What are non-fungible tokens?

In the work in question, Lindemann interprets the Russian song "Lubimy Gorod" (Beloved City), which he recorded in May 2021 at the Hermitage Museum in St Petersburg.

The Hermitage granted permission for the video shoot, as the museum confirmed on its Facebook page.

Apart from the fact that, so far, no one has been willing to spend that kind of money for a video, Lindemann faces legal issues.

By offering the video as an NFT, the singer violated the agreement for its use, according to the Hermitage. The same applies to other animations Lindemann is offering that show him at the Hermitage.

Hermitage Museum, ornate building, white, green and gold.
Lindemann shot the video at the famous Russian museumImage: picture alliance/dpa

"The use of images of objects from the museum's collection and furnishings in the collection [...] was not agreed with the museum," the Hermitage wrote, adding that the singer has not responded to a notice pointing out the violation of the museum's licensing policy. The NFTs on offer, the museum argues, are illegal.

The museum also mentions that "Mr. Lindemann personally signed a contract with the Hermitage allowing him to use images of the Hermitage and all prepared materials exclusively for the music video."

Lindemann sings in Russian

Lindemann's management as well as the platform Twelve x Twelve, which is offering the works, did not respond to a DW query.

"Lubimy Gorod" is a Soviet song from the 1930s that was used in a war film about fighter pilots. Lindemann's version appears in Timur Bekmambetov's recently released film Devyatayev, a patriotic movie about a fighter pilot in World War II.

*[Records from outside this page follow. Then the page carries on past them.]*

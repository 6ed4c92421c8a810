//! Error types for Trellis

use thiserror::Error;

/// Result type alias using Trellis's Error
pub type Result<T> = std::result::Result<T, Error>;

/// Trellis error types
///
/// Booking-path failures are exhaustive: every failure mode has a distinct
/// variant so callers can decide whether a retry with a different slot makes
/// sense. Graph-store failures on the booking path are caught and queued by
/// the sync coordinator and never reach the caller.
#[derive(Error, Debug)]
pub enum Error {
    // Input errors (E001-E099)
    #[error("Invalid input: {0}")]
    Validation(String),

    // Entity errors (E100-E199)
    #[error("Customer '{0}' not found")]
    CustomerNotFound(String),

    #[error("Staff member '{0}' not found")]
    StaffNotFound(String),

    #[error("Service '{0}' not found")]
    ServiceNotFound(String),

    #[error("Appointment '{0}' not found")]
    AppointmentNotFound(String),

    // Scheduling conflicts (E200-E299)
    #[error("Time slot is not available")]
    SlotUnavailable,

    #[error("No staff available for this time slot")]
    NoStaffAvailable,

    #[error("Appointment '{0}' is already in terminal status '{1}'")]
    InvalidTransition(String, String),

    // Store errors (E400-E499)
    #[error("Database error: {0}")]
    Database(#[from] sqlx::Error),

    #[error("Graph store error: {0}")]
    Graph(String),

    // Generic errors
    #[error("{0}")]
    Other(String),

    #[error(transparent)]
    Io(#[from] std::io::Error),
}

impl Error {
    /// Get error code for this error type
    pub fn code(&self) -> &'static str {
        match self {
            Self::Validation(_) => "E001",
            Self::CustomerNotFound(_) => "E100",
            Self::StaffNotFound(_) => "E101",
            Self::ServiceNotFound(_) => "E102",
            Self::AppointmentNotFound(_) => "E103",
            Self::SlotUnavailable => "E200",
            Self::NoStaffAvailable => "E201",
            Self::InvalidTransition(..) => "E202",
            Self::Database(_) => "E400",
            Self::Graph(_) => "E401",
            Self::Other(_) | Self::Io(_) => "E9999",
        }
    }

    /// Whether the caller may retry the same operation with a different slot
    pub fn is_retryable_conflict(&self) -> bool {
        matches!(self, Self::SlotUnavailable | Self::NoStaffAvailable)
    }
}

#[cfg(test)]
mod tests {
    use super::*;

    #[test]
    fn test_error_codes() {
        assert_eq!(Error::SlotUnavailable.code(), "E200");
        assert_eq!(Error::NoStaffAvailable.code(), "E201");
        assert_eq!(Error::Validation("end before start".into()).code(), "E001");
        assert_eq!(Error::CustomerNotFound("c1".into()).code(), "E100");
    }

    #[test]
    fn test_retryable_conflicts() {
        assert!(Error::SlotUnavailable.is_retryable_conflict());
        assert!(Error::NoStaffAvailable.is_retryable_conflict());
        assert!(!Error::Validation("bad".into()).is_retryable_conflict());
        assert!(!Error::AppointmentNotFound("a1".into()).is_retryable_conflict());
    }
}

Rammstein guitarists Richard Kruspe and Paul Landers kissed on stage at concerts in Russia in 2019, which was widely interpreted as a sign against the country's homophobic legislation.

Meanwhile, a Russian Rammstein fan was arrested earlier this year, but Lindemann never publicly condemned the arrest. Andrey Borovikov was sentenced to two and a half years in prison for allegedly spreading pornography when he shared a clip of the band's "Pussy" video on social media in 2014.

Observers suspect a different reason has motivated authorities to arrest him: Borovikov was office manager for Alexei Navalny, the imprisoned opposition leader.

This article has been translated from German.